Start of Block
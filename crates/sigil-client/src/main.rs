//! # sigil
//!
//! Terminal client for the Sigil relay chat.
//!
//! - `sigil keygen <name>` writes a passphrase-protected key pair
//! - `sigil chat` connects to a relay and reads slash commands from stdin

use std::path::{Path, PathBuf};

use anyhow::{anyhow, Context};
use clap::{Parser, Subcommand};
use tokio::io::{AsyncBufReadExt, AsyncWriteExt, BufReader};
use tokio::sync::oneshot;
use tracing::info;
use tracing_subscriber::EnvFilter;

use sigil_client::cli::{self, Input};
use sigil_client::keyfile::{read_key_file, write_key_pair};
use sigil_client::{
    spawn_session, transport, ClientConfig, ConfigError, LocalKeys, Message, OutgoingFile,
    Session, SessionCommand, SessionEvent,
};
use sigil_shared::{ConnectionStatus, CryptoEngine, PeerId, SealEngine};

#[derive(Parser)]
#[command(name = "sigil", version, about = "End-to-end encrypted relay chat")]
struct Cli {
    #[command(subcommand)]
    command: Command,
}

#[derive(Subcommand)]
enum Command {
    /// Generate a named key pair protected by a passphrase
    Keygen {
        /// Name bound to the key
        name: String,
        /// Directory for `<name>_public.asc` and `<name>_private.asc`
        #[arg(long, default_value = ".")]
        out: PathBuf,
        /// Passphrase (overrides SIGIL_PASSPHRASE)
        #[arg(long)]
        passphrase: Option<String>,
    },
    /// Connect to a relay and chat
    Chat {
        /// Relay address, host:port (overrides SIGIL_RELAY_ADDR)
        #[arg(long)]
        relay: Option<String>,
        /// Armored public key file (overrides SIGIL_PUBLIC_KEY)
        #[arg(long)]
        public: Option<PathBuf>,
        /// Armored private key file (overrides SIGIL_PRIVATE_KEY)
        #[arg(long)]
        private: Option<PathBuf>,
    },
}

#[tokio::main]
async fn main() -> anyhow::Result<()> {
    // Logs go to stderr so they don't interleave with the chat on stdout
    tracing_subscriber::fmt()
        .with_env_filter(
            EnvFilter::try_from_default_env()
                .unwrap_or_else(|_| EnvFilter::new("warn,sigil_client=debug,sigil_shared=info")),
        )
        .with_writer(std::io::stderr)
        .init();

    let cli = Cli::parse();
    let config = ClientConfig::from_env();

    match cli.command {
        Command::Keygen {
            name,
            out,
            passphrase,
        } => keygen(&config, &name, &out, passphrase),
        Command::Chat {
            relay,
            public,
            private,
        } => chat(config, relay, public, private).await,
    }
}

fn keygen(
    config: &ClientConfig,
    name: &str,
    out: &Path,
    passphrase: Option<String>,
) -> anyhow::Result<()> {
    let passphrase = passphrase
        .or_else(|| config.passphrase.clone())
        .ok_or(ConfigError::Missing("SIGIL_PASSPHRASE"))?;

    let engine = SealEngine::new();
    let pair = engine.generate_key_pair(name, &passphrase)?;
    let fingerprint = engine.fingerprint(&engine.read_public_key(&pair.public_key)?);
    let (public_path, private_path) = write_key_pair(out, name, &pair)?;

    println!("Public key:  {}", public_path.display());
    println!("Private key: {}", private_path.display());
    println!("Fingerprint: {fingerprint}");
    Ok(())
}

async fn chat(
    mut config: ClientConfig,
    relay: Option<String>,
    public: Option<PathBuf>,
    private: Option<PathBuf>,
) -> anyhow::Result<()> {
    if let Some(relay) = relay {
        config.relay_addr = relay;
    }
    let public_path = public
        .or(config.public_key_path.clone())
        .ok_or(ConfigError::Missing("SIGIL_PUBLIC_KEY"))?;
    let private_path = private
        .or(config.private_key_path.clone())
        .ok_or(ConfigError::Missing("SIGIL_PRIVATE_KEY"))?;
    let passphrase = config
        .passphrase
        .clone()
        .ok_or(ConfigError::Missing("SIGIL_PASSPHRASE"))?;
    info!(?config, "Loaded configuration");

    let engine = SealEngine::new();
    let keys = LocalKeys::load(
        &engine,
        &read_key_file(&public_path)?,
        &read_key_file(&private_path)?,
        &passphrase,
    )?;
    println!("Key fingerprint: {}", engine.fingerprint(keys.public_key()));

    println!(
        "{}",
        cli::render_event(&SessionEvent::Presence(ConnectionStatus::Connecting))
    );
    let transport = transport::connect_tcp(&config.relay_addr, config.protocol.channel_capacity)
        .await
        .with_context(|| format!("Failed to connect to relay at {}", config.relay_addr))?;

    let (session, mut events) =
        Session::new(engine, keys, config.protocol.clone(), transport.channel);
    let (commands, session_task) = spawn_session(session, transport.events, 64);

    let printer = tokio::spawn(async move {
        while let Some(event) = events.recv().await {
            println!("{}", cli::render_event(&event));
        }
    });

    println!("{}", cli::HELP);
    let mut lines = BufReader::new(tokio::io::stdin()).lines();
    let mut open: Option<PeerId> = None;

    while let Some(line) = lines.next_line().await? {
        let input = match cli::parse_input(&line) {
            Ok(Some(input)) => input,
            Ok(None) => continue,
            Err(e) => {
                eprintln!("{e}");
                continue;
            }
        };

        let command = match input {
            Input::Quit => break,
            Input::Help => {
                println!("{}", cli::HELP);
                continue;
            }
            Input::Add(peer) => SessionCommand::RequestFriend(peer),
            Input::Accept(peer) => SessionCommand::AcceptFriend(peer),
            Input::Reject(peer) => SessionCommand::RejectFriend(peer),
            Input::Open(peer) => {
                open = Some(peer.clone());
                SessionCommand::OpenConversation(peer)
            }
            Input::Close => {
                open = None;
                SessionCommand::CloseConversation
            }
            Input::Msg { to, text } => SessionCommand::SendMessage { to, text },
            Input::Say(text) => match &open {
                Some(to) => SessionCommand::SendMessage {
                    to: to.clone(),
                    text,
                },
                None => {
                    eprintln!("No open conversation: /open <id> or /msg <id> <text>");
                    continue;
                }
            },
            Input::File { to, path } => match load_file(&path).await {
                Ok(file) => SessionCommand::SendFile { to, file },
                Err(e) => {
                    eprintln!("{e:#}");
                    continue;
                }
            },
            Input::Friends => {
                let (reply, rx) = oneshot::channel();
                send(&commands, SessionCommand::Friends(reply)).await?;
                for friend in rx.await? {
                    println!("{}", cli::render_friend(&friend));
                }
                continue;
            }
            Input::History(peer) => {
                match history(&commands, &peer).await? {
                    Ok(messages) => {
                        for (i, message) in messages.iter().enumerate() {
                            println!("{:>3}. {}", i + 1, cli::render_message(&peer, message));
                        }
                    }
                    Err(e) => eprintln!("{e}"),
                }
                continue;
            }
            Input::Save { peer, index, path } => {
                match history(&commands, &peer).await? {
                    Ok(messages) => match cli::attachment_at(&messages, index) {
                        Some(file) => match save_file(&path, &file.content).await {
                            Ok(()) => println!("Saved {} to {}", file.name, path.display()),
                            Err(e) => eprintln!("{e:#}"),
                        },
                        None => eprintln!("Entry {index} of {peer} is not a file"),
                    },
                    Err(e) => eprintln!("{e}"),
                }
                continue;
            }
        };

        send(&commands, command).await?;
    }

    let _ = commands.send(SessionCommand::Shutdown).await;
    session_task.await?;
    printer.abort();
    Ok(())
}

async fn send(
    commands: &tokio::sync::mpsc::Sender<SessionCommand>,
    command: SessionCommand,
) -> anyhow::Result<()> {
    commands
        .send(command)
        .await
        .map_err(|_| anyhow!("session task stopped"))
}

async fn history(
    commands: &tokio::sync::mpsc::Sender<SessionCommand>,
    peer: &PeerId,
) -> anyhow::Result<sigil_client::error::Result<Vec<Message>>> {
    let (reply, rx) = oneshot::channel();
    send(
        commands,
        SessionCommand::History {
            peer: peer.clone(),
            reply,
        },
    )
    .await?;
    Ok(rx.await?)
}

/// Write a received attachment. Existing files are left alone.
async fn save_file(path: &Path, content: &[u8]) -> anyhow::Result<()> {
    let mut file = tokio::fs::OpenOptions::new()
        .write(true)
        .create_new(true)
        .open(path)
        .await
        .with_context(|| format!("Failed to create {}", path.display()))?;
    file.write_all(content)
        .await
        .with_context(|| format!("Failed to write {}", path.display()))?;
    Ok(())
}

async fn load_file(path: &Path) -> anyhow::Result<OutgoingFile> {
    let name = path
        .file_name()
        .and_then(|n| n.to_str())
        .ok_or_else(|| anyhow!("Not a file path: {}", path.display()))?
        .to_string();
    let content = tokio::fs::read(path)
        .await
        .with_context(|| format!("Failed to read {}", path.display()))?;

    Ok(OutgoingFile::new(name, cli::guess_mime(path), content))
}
End of Block
What is required: Locate and copy each line in the data above that includes the word "transport".

Output:
    spawn_session, transport, ClientConfig, ConfigError, LocalKeys, Message, OutgoingFile,
    let transport = transport::connect_tcp(&config.relay_addr, config.protocol.channel_capacity)
        Session::new(engine, keys, config.protocol.clone(), transport.channel);
    let (commands, session_task) = spawn_session(session, transport.events, 64);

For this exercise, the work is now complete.